Task requirements →
Could you count how many lines of the data include "Relaxed" and answer with the number only?

Supplied data →
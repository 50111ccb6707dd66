//! # WISP Transport
//!
//! Byte transports for the WISP relay.
//!
//! This crate provides:
//! - A [`Duplex`] abstraction over any async byte stream
//! - TCP listeners and connectors tuned through socket2
//! - TLS listeners loading PEM certificates
//! - In-memory pipes for embedding and tests

#![warn(missing_docs)]
#![warn(clippy::all)]

pub mod memory;
pub mod tcp;
pub mod tls;
pub mod transport;

pub use tcp::TcpAcceptor;
pub use tls::TlsAcceptor;
pub use transport::{Acceptor, BoxedDuplex, Duplex, TransportError, TransportResult};

/// Socket configuration
#[derive(Debug, Clone)]
pub struct TransportConfig {
    /// Disable Nagle's algorithm on connected streams
    pub nodelay: bool,
    /// Listen backlog
    pub backlog: i32,
    /// Receive buffer size
    pub recv_buffer_size: usize,
    /// Send buffer size
    pub send_buffer_size: usize,
}

impl Default for TransportConfig {
    fn default() -> Self {
        Self {
            nodelay: true,
            backlog: 1024,
            recv_buffer_size: 256 * 1024,
            send_buffer_size: 256 * 1024,
        }
    }
}
//! Accept/deny decisions made by the endpoint that owns a server.
//!
//! The relay asks with an `Incoming` frame after the responder has read
//! message 1 and waits for `Accept` or `Deny`. Every path that cannot produce
//! an answer denies: a lost link, a failing callback, a panicking callback.

use super::link::Link;
use crate::dht::Firewall;
use async_trait::async_trait;
use std::error::Error;
use std::sync::Arc;
use tracing::{debug, warn};
use wisp_crypto::PublicKey;

/// Boxed error a firewall callback may return
pub type BoxError = Box<dyn Error + Send + Sync>;

/// Endpoint firewall callback: `Ok(true)` denies the connection
pub type FirewallFn = Arc<dyn Fn(&PublicKey, &[u8]) -> Result<bool, BoxError> + Send + Sync>;

/// Wrap a closure as a [`FirewallFn`]
pub fn firewall_fn<F>(f: F) -> FirewallFn
where
    F: Fn(&PublicKey, &[u8]) -> Result<bool, BoxError> + Send + Sync + 'static,
{
    Arc::new(f)
}

/// Relay-side firewall forwarding to the endpoint
#[derive(Debug)]
pub struct ProxyFirewall {
    link: Arc<Link>,
    server_alias: u32,
}

impl ProxyFirewall {
    /// Firewall for the endpoint server `server_alias`
    #[must_use]
    pub fn new(link: Arc<Link>, server_alias: u32) -> Self {
        Self { link, server_alias }
    }
}

#[async_trait]
impl Firewall for ProxyFirewall {
    async fn deny(&self, remote_public_key: &PublicKey, payload: &[u8], handshake_id: Option<u32>) -> bool {
        let deny = self
            .link
            .firewall(
                self.server_alias,
                *remote_public_key,
                payload,
                handshake_id.unwrap_or(0),
            )
            .await;
        debug!(server = self.server_alias, %remote_public_key, deny, "firewall decision");
        deny
    }
}

/// Run `firewall` off the async runtime; errors and panics deny
pub async fn evaluate(firewall: FirewallFn, remote_public_key: PublicKey, payload: Vec<u8>) -> bool {
    let outcome = tokio::task::spawn_blocking(move || firewall(&remote_public_key, &payload)).await;
    match outcome {
        Ok(Ok(deny)) => deny,
        Ok(Err(e)) => {
            warn!(remote = %remote_public_key, error = %e, "firewall callback failed, denying");
            true
        }
        Err(e) => {
            warn!(remote = %remote_public_key, error = %e, "firewall callback panicked, denying");
            true
        }
    }
}
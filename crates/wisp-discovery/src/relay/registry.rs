//! Alias and request-id bookkeeping.
//!
//! One relay connection multiplexes many sockets, servers, queries and
//! in-flight requests. Each is named by a `u32` that is unique among the live
//! entries of its table. Both sides allocate from their own parity so an
//! alias never needs to say which side created it: the endpoint hands out
//! even aliases, the relay odd ones.

use dashmap::DashMap;
use std::collections::HashMap;
use std::collections::hash_map::Entry;
use std::hash::Hash;
use std::sync::atomic::{AtomicU32, Ordering};
use tokio::sync::oneshot;
use wisp_crypto::PublicKey;

/// Key of a pending connect: endpoint alias plus the peer it targets
#[derive(Debug, Clone, Copy, PartialEq, Eq, Hash)]
pub struct ConnectionKey {
    /// Endpoint socket alias
    pub alias: u32,
    /// Remote public key
    pub public_key: PublicKey,
}

impl ConnectionKey {
    /// Key for `alias` connecting to `public_key`
    #[must_use]
    pub fn new(alias: u32, public_key: PublicKey) -> Self {
        Self { alias, public_key }
    }
}

/// Table of live entries owned by one dispatch task
#[derive(Debug)]
pub struct Registry<K, V> {
    entries: HashMap<K, V>,
}

impl<K: Eq + Hash, V> Registry<K, V> {
    /// Empty registry
    #[must_use]
    pub fn new() -> Self {
        Self {
            entries: HashMap::new(),
        }
    }

    /// Insert `value`, returning the entry it replaced
    pub fn add(&mut self, key: K, value: V) -> Option<V> {
        self.entries.insert(key, value)
    }

    /// Insert `value` unless `key` is taken
    ///
    /// # Errors
    ///
    /// Returns `value` back when the key is live.
    pub fn try_add(&mut self, key: K, value: V) -> Result<&mut V, V> {
        match self.entries.entry(key) {
            Entry::Occupied(_) => Err(value),
            Entry::Vacant(entry) => Ok(entry.insert(value)),
        }
    }

    /// Entry for `key`
    #[must_use]
    pub fn get(&self, key: &K) -> Option<&V> {
        self.entries.get(key)
    }

    /// Mutable entry for `key`
    pub fn get_mut(&mut self, key: &K) -> Option<&mut V> {
        self.entries.get_mut(key)
    }

    /// Whether `key` is live
    #[must_use]
    pub fn has(&self, key: &K) -> bool {
        self.entries.contains_key(key)
    }

    /// Remove and return the entry for `key`
    pub fn remove(&mut self, key: &K) -> Option<V> {
        self.entries.remove(key)
    }

    /// First live entry matching `predicate`
    pub fn find(&self, mut predicate: impl FnMut(&K, &V) -> bool) -> Option<(&K, &V)> {
        self.entries.iter().find(|(k, v)| predicate(k, v))
    }

    /// Keep only entries matching `keep`
    pub fn retain(&mut self, keep: impl FnMut(&K, &mut V) -> bool) {
        self.entries.retain(keep);
    }

    /// Live keys
    pub fn keys(&self) -> impl Iterator<Item = &K> {
        self.entries.keys()
    }

    /// Live values
    pub fn values(&self) -> impl Iterator<Item = &V> {
        self.entries.values()
    }

    /// Remove every entry, for bulk teardown
    pub fn drain(&mut self) -> impl Iterator<Item = (K, V)> + '_ {
        self.entries.drain()
    }

    /// Number of live entries
    #[must_use]
    pub fn len(&self) -> usize {
        self.entries.len()
    }

    /// Whether no entry is live
    #[must_use]
    pub fn is_empty(&self) -> bool {
        self.entries.is_empty()
    }
}

impl<K: Eq + Hash, V> Default for Registry<K, V> {
    fn default() -> Self {
        Self::new()
    }
}

/// Which side of the relay link allocates
#[derive(Debug, Clone, Copy, PartialEq, Eq)]
pub enum Parity {
    /// 1, 3, 5, ...
    Odd,
    /// 2, 4, 6, ...
    Even,
}

/// Allocates aliases of one parity.
///
/// Wraps around at `u32::MAX`, never yields zero and skips aliases the owner
/// still has live.
#[derive(Debug)]
pub struct AliasGenerator {
    next: AtomicU32,
}

impl AliasGenerator {
    /// Generator starting at the first alias of `parity`
    #[must_use]
    pub fn new(parity: Parity) -> Self {
        let seed = match parity {
            Parity::Odd => 1,
            Parity::Even => 2,
        };
        Self {
            next: AtomicU32::new(seed),
        }
    }

    /// Generator for the relay side
    #[must_use]
    pub fn relay() -> Self {
        Self::new(Parity::Odd)
    }

    /// Generator for the endpoint side
    #[must_use]
    pub fn endpoint() -> Self {
        Self::new(Parity::Even)
    }

    /// Next alias for which `is_live` is false
    pub fn next(&self, is_live: impl Fn(u32) -> bool) -> u32 {
        // Half the space has our parity; after that every alias is live and
        // the caller overwrites.
        let mut candidate = 0;
        for _ in 0..=u32::MAX / 2 {
            candidate = self.next.fetch_add(2, Ordering::Relaxed);
            if candidate != 0 && !is_live(candidate) {
                return candidate;
            }
        }
        candidate
    }
}

/// Allocates request ids (handshakes, firewall and signature requests, queries)
#[derive(Debug)]
pub struct IdGenerator {
    next: AtomicU32,
}

impl IdGenerator {
    /// Generator starting at 1
    #[must_use]
    pub fn new() -> Self {
        Self {
            next: AtomicU32::new(1),
        }
    }

    /// Next non-zero id
    pub fn next(&self) -> u32 {
        loop {
            let id = self.next.fetch_add(1, Ordering::Relaxed);
            if id != 0 {
                return id;
            }
        }
    }

    /// Next non-zero id for which `is_live` is false
    pub fn next_free(&self, is_live: impl Fn(u32) -> bool) -> u32 {
        let mut id = self.next();
        for _ in 0..u32::MAX {
            if !is_live(id) {
                break;
            }
            id = self.next();
        }
        id
    }
}

impl Default for IdGenerator {
    fn default() -> Self {
        Self::new()
    }
}

/// Requests waiting for one answer each, correlated by id
#[derive(Debug)]
pub struct PendingRequests<T> {
    waiters: DashMap<u32, oneshot::Sender<T>>,
    ids: IdGenerator,
}

impl<T> PendingRequests<T> {
    /// Empty table
    #[must_use]
    pub fn new() -> Self {
        Self {
            waiters: DashMap::new(),
            ids: IdGenerator::new(),
        }
    }

    /// Allocate an id and the receiver its answer arrives on
    pub fn register(&self) -> (u32, oneshot::Receiver<T>) {
        let id = self.ids.next_free(|id| self.waiters.contains_key(&id));
        (id, self.insert(id))
    }

    /// Wait on an id allocated elsewhere, replacing any earlier waiter
    pub fn insert(&self, id: u32) -> oneshot::Receiver<T> {
        let (tx, rx) = oneshot::channel();
        self.waiters.insert(id, tx);
        rx
    }

    /// Deliver the answer for `id`; false if nobody waits on it
    pub fn resolve(&self, id: u32, value: T) -> bool {
        match self.waiters.remove(&id) {
            Some((_, tx)) => tx.send(value).is_ok(),
            None => false,
        }
    }

    /// Drop the waiter for `id`; its receiver sees the sender gone
    pub fn cancel(&self, id: u32) -> bool {
        self.waiters.remove(&id).is_some()
    }

    /// Drop every waiter
    pub fn cancel_all(&self) {
        self.waiters.clear();
    }

    /// Whether `id` has a waiter
    #[must_use]
    pub fn is_pending(&self, id: u32) -> bool {
        self.waiters.contains_key(&id)
    }

    /// Number of waiters
    #[must_use]
    pub fn len(&self) -> usize {
        self.waiters.len()
    }

    /// Whether nobody waits
    #[must_use]
    pub fn is_empty(&self) -> bool {
        self.waiters.is_empty()
    }
}

impl<T> Default for PendingRequests<T> {
    fn default() -> Self {
        Self::new()
    }
}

Written solution →
2